Les Nobel de la Paix 2018 congolais Denis Mukwege et yazidie Nadia Murad ont dénoncé la posture des Etats-Unis, qui agitent la menace d’un veto devant le Conseil de sécurité.

Publié le 23 avril 2019 à 16h51, modifié le 24 avril 2019 à 08h28 Temps de Lecture 8 min.

Un projet de résolution pour combattre le viol comme arme de guerre, voilà qui pourrait paraître consensuel pour l’Organisation des Nations unies (ONU), dont le but premier est de « maintenir la paix et la sécurité internationales ». Ce n’est pourtant pas le cas. Comme le raconte The Guardian, les Etats-Unis menacent de mettre leur veto à ce texte, qui doit être examiné mardi 23 avril, au cours d’une session spéciale du Conseil de sécurité.

Le projet de résolution a déjà été amputé d’une de ses mesures phares : la création d’un mécanisme de surveillance et de recensement de ces violences, qui rencontrait l’opposition de Washington, ainsi que de la Russie et de la Chine. Mais les Etats-Unis continuent de se montrer hostiles à ce document en raison des termes employés, en l’occurrence, écrit le Guardian, « parce qu’il comprend un vocabulaire sur l’aide aux victimes issu de services de planification familiale ».

« Les Américains ont changé de camp »

Selon le quotidien britannique, une seule expression est litigieuse pour les Américains. Elle se trouve dans une clause qui « invite instamment les entités des Nations unies et les donateurs à offrir aux personnes ayant subi des violences sexuelles, sans aucune discrimination, une gamme complète de soins de santé, notamment sexuelle et procréative, un soutien psychosocial, une aide juridictionnelle et des moyens de subsistance, ainsi que d’autres services multisectoriels, compte tenu des besoins particuliers des personnes handicapées ».
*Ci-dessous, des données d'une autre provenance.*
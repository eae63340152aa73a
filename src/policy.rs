//! kadm5 policy

use std::time::Duration;

use getset::CopyGetters;

use crate::{
    backend::{Mask, PolicyEntry},
    conv::{delta_to_dur, dur_to_delta},
    error::Result,
    kadmin::KAdminImpl,
};

/// A kadm5 policy
///
/// Policies are named sets of password-quality constraints that principals can reference.
#[derive(Clone, Debug, CopyGetters)]
#[getset(get_copy = "pub")]
pub struct Policy {
    /// The policy name
    #[getset(skip)]
    name: String,
    /// Minimum lifetime of a password
    password_min_life: Option<Duration>,
    /// Maximum lifetime of a password
    password_max_life: Option<Duration>,
    /// Minimum length of a password
    password_min_length: i64,
    /// Minimum number of character classes required in a password. The five character classes
    /// are lower case, upper case, numbers, punctuation, and whitespace/unprintable characters
    password_min_classes: i64,
    /// Number of past keys kept for a principal. May not be filled if used with other database
    /// modules such as the MIT krb5 LDAP KDC database module
    password_history_num: i64,
    /// How many principals use this policy
    policy_refcnt: i64,
    /// Number of authentication failures before the principal is locked. Authentication failures
    /// are only tracked for principals which require preauthentication. The counter of failed
    /// attempts resets to 0 after a successful attempt to authenticate. A value of 0 disables
    /// lock‐out
    password_max_fail: u32,
    /// Allowable time between authentication failures. If an authentication failure happens after
    /// this duration has elapsed since the previous failure, the number of authentication failures
    /// is reset to 1. `None` means forever
    password_failcount_interval: Option<Duration>,
    /// Duration for which the principal is locked from authenticating if too many authentication
    /// failures occur without the specified failure count interval elapsing. `None` means the
    /// principal remains locked out until it is administratively unlocked
    password_lockout_duration: Option<Duration>,
}

impl Policy {
    /// Create a [`Policy`] from a [`PolicyEntry`]
    pub(crate) fn from_raw(entry: &PolicyEntry) -> Self {
        Self {
            name: entry.policy.clone(),
            password_min_life: delta_to_dur(entry.pw_min_life),
            password_max_life: delta_to_dur(entry.pw_max_life),
            password_min_length: entry.pw_min_length,
            password_min_classes: entry.pw_min_classes,
            password_history_num: entry.pw_history_num,
            policy_refcnt: entry.policy_refcnt,
            password_max_fail: entry.pw_max_fail,
            password_failcount_interval: delta_to_dur(entry.pw_failcnt_interval),
            password_lockout_duration: delta_to_dur(entry.pw_lockout_duration),
        }
    }

    /// Name of the policy
    pub fn name(&self) -> &str {
        &self.name
    }

    /// Construct a new [`PolicyBuilder`] for a policy with `name`
    ///
    /// ```no_run
    /// # use kadmin_session::{KAdminImpl, Policy};
    /// # fn example<K: KAdminImpl>(kadmin: &K) {
    /// let policy = Policy::builder("strict")
    ///     .password_min_length(12)
    ///     .create(kadmin)
    ///     .unwrap();
    /// assert_eq!(policy.password_min_length(), 12);
    /// # }
    /// ```
    pub fn builder(name: &str) -> PolicyBuilder {
        PolicyBuilder::new(name)
    }

    /// Construct a new [`PolicyModifier`] from this policy
    pub fn modifier(&self) -> PolicyModifier {
        PolicyModifier::from_policy(self)
    }

    /// Delete this policy
    ///
    /// The [`Policy`] object is not consumed by this method, but after deletion, it shouldn't be
    /// used for modifying, as the policy may not exist anymore
    pub fn delete<K: KAdminImpl>(&self, kadmin: &K) -> Result<()> {
        kadmin.delete_policy(&self.name)
    }
}

macro_rules! policy_doer_struct {
    (
        $(#[$outer:meta])*
        $StructName:ident { $($manual_fields:tt)* }
    ) => {
        $(#[$outer])*
        pub struct $StructName {
            pub(crate) name: String,
            pub(crate) mask: Mask,
            pub(crate) password_min_life: Option<Option<Duration>>,
            pub(crate) password_max_life: Option<Option<Duration>>,
            pub(crate) password_min_length: Option<i64>,
            pub(crate) password_min_classes: Option<i64>,
            pub(crate) password_history_num: Option<i64>,
            pub(crate) password_max_fail: Option<u32>,
            pub(crate) password_failcount_interval: Option<Option<Duration>>,
            pub(crate) password_lockout_duration: Option<Option<Duration>>,
            $($manual_fields)*
        }
    }
}

macro_rules! policy_doer_impl {
    () => {
        /// Set the minimum lifetime of a password
        ///
        /// Pass `None` to clear it. Defaults to not set
        pub fn password_min_life(mut self, password_min_life: Option<Duration>) -> Self {
            self.password_min_life = Some(password_min_life);
            self.mask |= Mask::PW_MIN_LIFE;
            self
        }

        /// Set the maximum lifetime of a password
        ///
        /// Pass `None` to clear it. Defaults to not set
        pub fn password_max_life(mut self, password_max_life: Option<Duration>) -> Self {
            self.password_max_life = Some(password_max_life);
            self.mask |= Mask::PW_MAX_LIFE;
            self
        }

        /// Set the minimum length of a password
        pub fn password_min_length(mut self, password_min_length: i64) -> Self {
            self.password_min_length = Some(password_min_length);
            self.mask |= Mask::PW_MIN_LENGTH;
            self
        }

        /// Set the minimum number of character classes required in a password
        pub fn password_min_classes(mut self, password_min_classes: i64) -> Self {
            self.password_min_classes = Some(password_min_classes);
            self.mask |= Mask::PW_MIN_CLASSES;
            self
        }

        /// Set the number of past keys kept for a principal
        pub fn password_history_num(mut self, password_history_num: i64) -> Self {
            self.password_history_num = Some(password_history_num);
            self.mask |= Mask::PW_HISTORY_NUM;
            self
        }

        /// Set the number of authentication failures before the principal is locked
        pub fn password_max_fail(mut self, password_max_fail: u32) -> Self {
            self.password_max_fail = Some(password_max_fail);
            self.mask |= Mask::PW_MAX_FAILURE;
            self
        }

        /// Set the allowable time between authentication failures
        ///
        /// Pass `None` to clear it. Defaults to not set
        pub fn password_failcount_interval(
            mut self,
            password_failcount_interval: Option<Duration>,
        ) -> Self {
            self.password_failcount_interval = Some(password_failcount_interval);
            self.mask |= Mask::PW_FAILURE_COUNT_INTERVAL;
            self
        }

        /// Set the duration for which the principal is locked after too many failures
        ///
        /// Pass `None` to clear it. Defaults to not set
        pub fn password_lockout_duration(
            mut self,
            password_lockout_duration: Option<Duration>,
        ) -> Self {
            self.password_lockout_duration = Some(password_lockout_duration);
            self.mask |= Mask::PW_LOCKOUT_DURATION;
            self
        }

        /// Create a [`PolicyEntry`] from this builder
        pub(crate) fn make_entry(&self) -> Result<PolicyEntry> {
            let mut entry = PolicyEntry {
                policy: self.name.clone(),
                ..Default::default()
            };

            if let Some(password_min_life) = self.password_min_life {
                entry.pw_min_life = dur_to_delta(password_min_life)?;
            }
            if let Some(password_max_life) = self.password_max_life {
                entry.pw_max_life = dur_to_delta(password_max_life)?;
            }
            if let Some(password_min_length) = self.password_min_length {
                entry.pw_min_length = password_min_length;
            }
            if let Some(password_min_classes) = self.password_min_classes {
                entry.pw_min_classes = password_min_classes;
            }
            if let Some(password_history_num) = self.password_history_num {
                entry.pw_history_num = password_history_num;
            }
            if let Some(password_max_fail) = self.password_max_fail {
                entry.pw_max_fail = password_max_fail;
            }
            if let Some(password_failcount_interval) = self.password_failcount_interval {
                entry.pw_failcnt_interval = dur_to_delta(password_failcount_interval)?;
            }
            if let Some(password_lockout_duration) = self.password_lockout_duration {
                entry.pw_lockout_duration = dur_to_delta(password_lockout_duration)?;
            }

            Ok(entry)
        }
    };
}

policy_doer_struct!(
    /// Utility to create a policy
    #[derive(Clone, Debug, Default)]
    PolicyBuilder {}
);

impl PolicyBuilder {
    policy_doer_impl!();

    /// Construct a new [`PolicyBuilder`] for a policy with `name`
    pub fn new(name: &str) -> Self {
        Self {
            name: name.to_owned(),
            ..Default::default()
        }
    }

    /// Set the name of the policy
    pub fn name(mut self, name: &str) -> Self {
        self.name = name.to_owned();
        self
    }

    /// Create the policy and return a fresh snapshot of it
    pub fn create<K: KAdminImpl>(&self, kadmin: &K) -> Result<Policy> {
        kadmin.add_policy(self)?;
        kadmin.get_policy(&self.name)
    }
}

policy_doer_struct!(
    /// Utility to modify a policy
    #[derive(Clone, Debug, Default)]
    PolicyModifier {}
);

impl PolicyModifier {
    policy_doer_impl!();

    /// Construct a new [`PolicyModifier`] from a [`Policy`]
    pub fn from_policy(policy: &Policy) -> Self {
        Self {
            name: policy.name.clone(),
            ..Default::default()
        }
    }

    /// Modify the policy and return a fresh snapshot of it
    pub fn modify<K: KAdminImpl>(&self, kadmin: &K) -> Result<Policy> {
        kadmin.modify_policy(self)?;
        kadmin.get_policy(&self.name)
    }
}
L’administration Trump s’est déjà opposée par le passé à l’emploi du terme « genre » dans les documents de l’ONU

Ce passage figure déjà dans une résolution de 2013. Mais les Etats-Unis ne veulent plus du passage évoquant la « santé sexuelle et procréative ». D’après le journal britannique, Washington estime que ces termes sous-entendent un soutien à l’avortement. Signe d’un infléchissement idéologique de Washington sur ces questions, l’administration Trump s’est déjà opposée par le passé à l’emploi du terme « genre » dans les documents de l’ONU, le considérant comme une promotion déguisée des droits des personnes transgenres.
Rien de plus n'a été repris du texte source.